Our Lunar is called Percy from the reg PCY. 
Everyone refers to him a Percy, far less of a mouthful than 'the motorhome'.


----------



## carol (Jun 26, 2015)

Mines just, "the van" although sometimes I call it Mr Softy because of the reg SO52 TFE and it looks like Sean Rea's dreaded ice cream van! Sprinkles anyone?


----------



## Sharon the Cat (Jun 26, 2015)

carol said:


> Mines just, "the van" although sometimes I call it Mr Softy because of the reg SO52 TFE and it looks like Sean Rea's dreaded ice cream van! Sprinkles anyone?

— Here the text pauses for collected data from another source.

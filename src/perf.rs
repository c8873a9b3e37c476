use std::cell::Cell;
use std::sync::atomic::{AtomicBool, Ordering};
use std::time::Instant;

static PERF_ENABLED: AtomicBool = AtomicBool::new(false);

thread_local! {
    static PERF_DEPTH: Cell<u32> = Cell::new(0);
    static VISIT_COUNT: Cell<u64> = Cell::new(0);
}

fn is_true(v: &str) -> bool {
    matches!(
        v.trim().to_lowercase().as_str(),
        "1" | "true" | "yes" | "y" | "on"
    )
}

/// 安装性能统计开关（引擎耗时 + 遍历步数）
///
/// 开关：
/// - Debug 默认开启；Release 默认关闭（可通过环境变量开启）
/// - `RAIL_TYCOON_PERF=1` 强制开启, `RAIL_TYCOON_PERF=0` 强制关闭
pub fn install() {
    let enabled = match std::env::var("RAIL_TYCOON_PERF") {
        Ok(v) => is_true(&v),
        Err(_) => cfg!(debug_assertions),
    };
    set_enabled(enabled);
}

pub fn set_enabled(enabled: bool) {
    PERF_ENABLED.store(enabled, Ordering::Relaxed);
}

pub fn is_enabled() -> bool {
    PERF_ENABLED.load(Ordering::Relaxed)
}

/// 累加遍历步数（仅在某个 PerfGuard 存活期间计数）
#[inline]
pub fn record_visits(n: u64) {
    if !is_enabled() {
        return;
    }
    let active = PERF_DEPTH.with(|d| d.get() > 0);
    if active {
        VISIT_COUNT.with(|c| c.set(c.get().saturating_add(n)));
    }
}

/// 性能统计 Guard：记录 elapsed_us + 遍历步数
///
/// 使用方式：
/// ```ignore
/// let _perf = rail_tycoon::perf::PerfGuard::new("verify_connectivity");
/// // do work...
/// ```
pub struct PerfGuard {
    op: &'static str,
    start: Instant,
    visit_start: u64,
    enabled: bool,
}

impl PerfGuard {
    pub fn new(op: &'static str) -> Self {
        let enabled = is_enabled();
        if enabled {
            PERF_DEPTH.with(|d| d.set(d.get().saturating_add(1)));
        }
        let visit_start = VISIT_COUNT.with(|c| c.get());
        Self {
            op,
            start: Instant::now(),
            visit_start,
            enabled,
        }
    }
}

impl Drop for PerfGuard {
    fn drop(&mut self) {
        if !self.enabled {
            return;
        }
        let elapsed_us = self.start.elapsed().as_micros() as u64;
        let visited = VISIT_COUNT
            .with(|c| c.get())
            .saturating_sub(self.visit_start);

        tracing::info!(
            target: "perf",
            op = self.op,
            elapsed_us,
            visited,
            "done"
        );

        PERF_DEPTH.with(|d| d.set(d.get().saturating_sub(1)));
    }
}

#[cfg(test)]
mod tests {
    use super::*;

    #[test]
    fn test_is_true() {
        assert!(is_true("1"));
        assert!(is_true(" Yes "));
        assert!(!is_true("0"));
        assert!(!is_true("off"));
    }

    #[test]
    fn test_visits_counted_inside_guard() {
        set_enabled(true);
        let before = VISIT_COUNT.with(|c| c.get());
        {
            let _perf = PerfGuard::new("unit");
            record_visits(5);
            record_visits(2);
        }
        let after = VISIT_COUNT.with(|c| c.get());
        assert_eq!(after - before, 7);

        // guard 之外不计数
        record_visits(100);
        assert_eq!(VISIT_COUNT.with(|c| c.get()), after);
    }
}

I love Mr Softy as a name. I suppose it was either that or Lucky, as it's still intact.
Taxi!


----------



## yorkslass (Jun 26, 2015)

Mine's the van too, less of a mouthful. I do talk to it sometimes though, especially going up hills, no turbo, I usually say "come on old lass" under my breath, oh would know for sure that I have lost the plot if he heard me.


----------



## mossypossy (Jun 26, 2015)

The Beastie Bus


----------



## GRWXJR (Jun 26, 2015)

Don't have a Motorhome.... it'd be stretching truth to breaking point (and miffing owners of proper MH to be associated haha).

Do have a homebuilt campervan though.

Despite being considered to be butt-ugly on sight when presented to OH and her not being keen at all, I liked the thing, saw some potential and bought it.  Once OH had actually been out in the van, she decided that despite being butt-ugly on the outside, that it was nice to be in, and enjoyed herself.

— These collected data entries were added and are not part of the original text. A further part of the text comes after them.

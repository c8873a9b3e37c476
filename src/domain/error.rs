// ==========================================
// 铁路大亨 - 领域层错误类型
// ==========================================
// 工具: thiserror 派生宏
// 原则: 结构性错误立即上抛, 不重试
// ==========================================

use crate::domain::line::LineId;
use crate::domain::station::StationId;
use thiserror::Error;

/// 领域层错误类型
#[derive(Error, Debug, Clone, PartialEq, Eq)]
pub enum NetworkError {
    #[error("未知线路等级编码: {0}")]
    UnknownCategory(i32),

    #[error("车站不存在: station_id={0}")]
    StationNotFound(StationId),

    #[error("线路不存在: line_id={0}")]
    LineNotFound(LineId),

    #[error("日期格式错误: 期望 YYYY-MM-DD，实际 {0}")]
    InvalidDate(String),

    #[error("朝向格式错误: {0}")]
    InvalidFacing(String),

    #[error("{0} ID 已耗尽")]
    IdSpaceExhausted(&'static str),
}

/// Result 类型别名
pub type NetworkResult<T> = Result<T, NetworkError>;
// ==========================================
// 铁路大亨 - API层错误类型
// ==========================================
// 职责: 将领域/引擎/导入错误转换为面向调用方的错误
// ==========================================

use crate::domain::error::NetworkError;
use crate::engine::line_upgrade::UpgradeError;
use crate::importer::error::ImportError;
use thiserror::Error;

/// API层错误类型
#[derive(Error, Debug)]
pub enum ApiError {
    // ==========================================
    // 业务规则错误
    // ==========================================
    #[error("无效输入: {0}")]
    InvalidInput(String),

    #[error("资源未找到: {0}")]
    NotFound(String),

    #[error("业务规则违反: {0}")]
    BusinessRuleViolation(String),

    #[error("余额不足: 需要 {required}, 可用 {available}")]
    InsufficientFunds { required: i64, available: i64 },

    // ==========================================
    // 导入错误
    // ==========================================
    #[error("文件导入失败: {0}")]
    ImportFailed(String),

    // ==========================================
    // 通用错误
    // ==========================================
    #[error("内部错误: {0}")]
    InternalError(String),

    #[error(transparent)]
    Other(#[from] anyhow::Error),
}

// ==========================================
// 从 NetworkError 转换
// ==========================================
impl From<NetworkError> for ApiError {
    fn from(err: NetworkError) -> Self {
        match err {
            NetworkError::StationNotFound(id) => ApiError::NotFound(format!("车站(id={})不存在", id)),
            NetworkError::LineNotFound(id) => ApiError::NotFound(format!("线路(id={})不存在", id)),
            NetworkError::UnknownCategory(_)
            | NetworkError::InvalidDate(_)
            | NetworkError::InvalidFacing(_) => ApiError::InvalidInput(err.to_string()),
            NetworkError::IdSpaceExhausted(_) => ApiError::BusinessRuleViolation(err.to_string()),
        }
    }
}

// ==========================================
// 从 UpgradeError 转换
// ==========================================
impl From<UpgradeError> for ApiError {
    fn from(err: UpgradeError) -> Self {
        match err {
            UpgradeError::LineNotFound(id) => ApiError::NotFound(format!("线路(id={})不存在", id)),
            UpgradeError::InsufficientFunds {
                required,
                available,
            } => ApiError::InsufficientFunds {
                required,
                available,
            },
            UpgradeError::DowngradeRejected { .. } => {
                ApiError::BusinessRuleViolation(err.to_string())
            }
        }
    }
}

// ==========================================
// 从 ImportError 转换
// ==========================================
impl From<ImportError> for ApiError {
    fn from(err: ImportError) -> Self {
        match err {
            ImportError::Other(inner) => ApiError::Other(inner),
            other => ApiError::ImportFailed(other.to_string()),
        }
    }
}

/// Result 类型别名
pub type ApiResult<T> = Result<T, ApiError>;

She promptly dubbed our LDV Convoy to be 'Sully' (after the dirty great Monster from the kids movie 'Monsters Inc.' - guess OH saw the symmetry there), and the name stuck.

"Sully" the van has been known as ever since.


----------



## hextal (Jun 26, 2015)

Another one called 'the van'.  Or occasionally 'the bright blue thing' when pointing out to the cashier which pump I filled up at.


----------



## grandadbaza (Jun 26, 2015)

We came up with a really original name for ours , we call it  "The Motorhome"  :lol-053:


----------



## Wooie1958 (Jun 26, 2015)

Yes it does but if i put on here what i call it you would ban me    :wacko:


----------



## David & Ann (Jun 26, 2015)

I call mine MH (motorhome) never van, camper or such, not even motorhome, just simple MH. You may ask why not motorhome....because I have a slight stutter, hence MH.  hee,hee


----------



## Obanboy666 (Jun 26, 2015)

Motorhome cos that's what it is.


----------



## spendian68 (Jun 26, 2015)

*Mildred*

Ours is called Mildred, my wife's aunt passed away quite suddenly and left us some money, we put this towards buying our Knaus and thought it only fair to name it after her.


----------



## campervanannie (Jun 26, 2015)

Mine is called SNOOPY long story.


----------



## toystory (Jun 26, 2015)

*van name*

no name for the van but the navigater  is bitching betty it never shuts up
toystory


----------



## Derf (Jun 26, 2015)

Bet you can't guess why it's called this?..


----------



## Robmac (Jun 26, 2015)

Derf said:


> Bet you can't guess why it's called this?..
> 
> View attachment 31739



It's coz its black innit?


----------



## banto (Jun 26, 2015)

*Van name*

I've just finished converting my "Movano" and can't decide between:-

            MaFanwy     (Welsh love song)
and

          Penny     (From Pen y fan, (pronounced Penny van) which is a Welsh beauty spot


banto


----------



## GRWXJR (Jun 26, 2015)

banto said:


> I've just finished converting my "Movano" and can't decide between:-
> 
> MaFanwy     (Welsh love song)
> and
> ...



I think I prefer "Myfanwy" (which I think is the right spelling).... you could simply tease and wind up anyone not Welsh by saying it was welsh for 'My small van' haha).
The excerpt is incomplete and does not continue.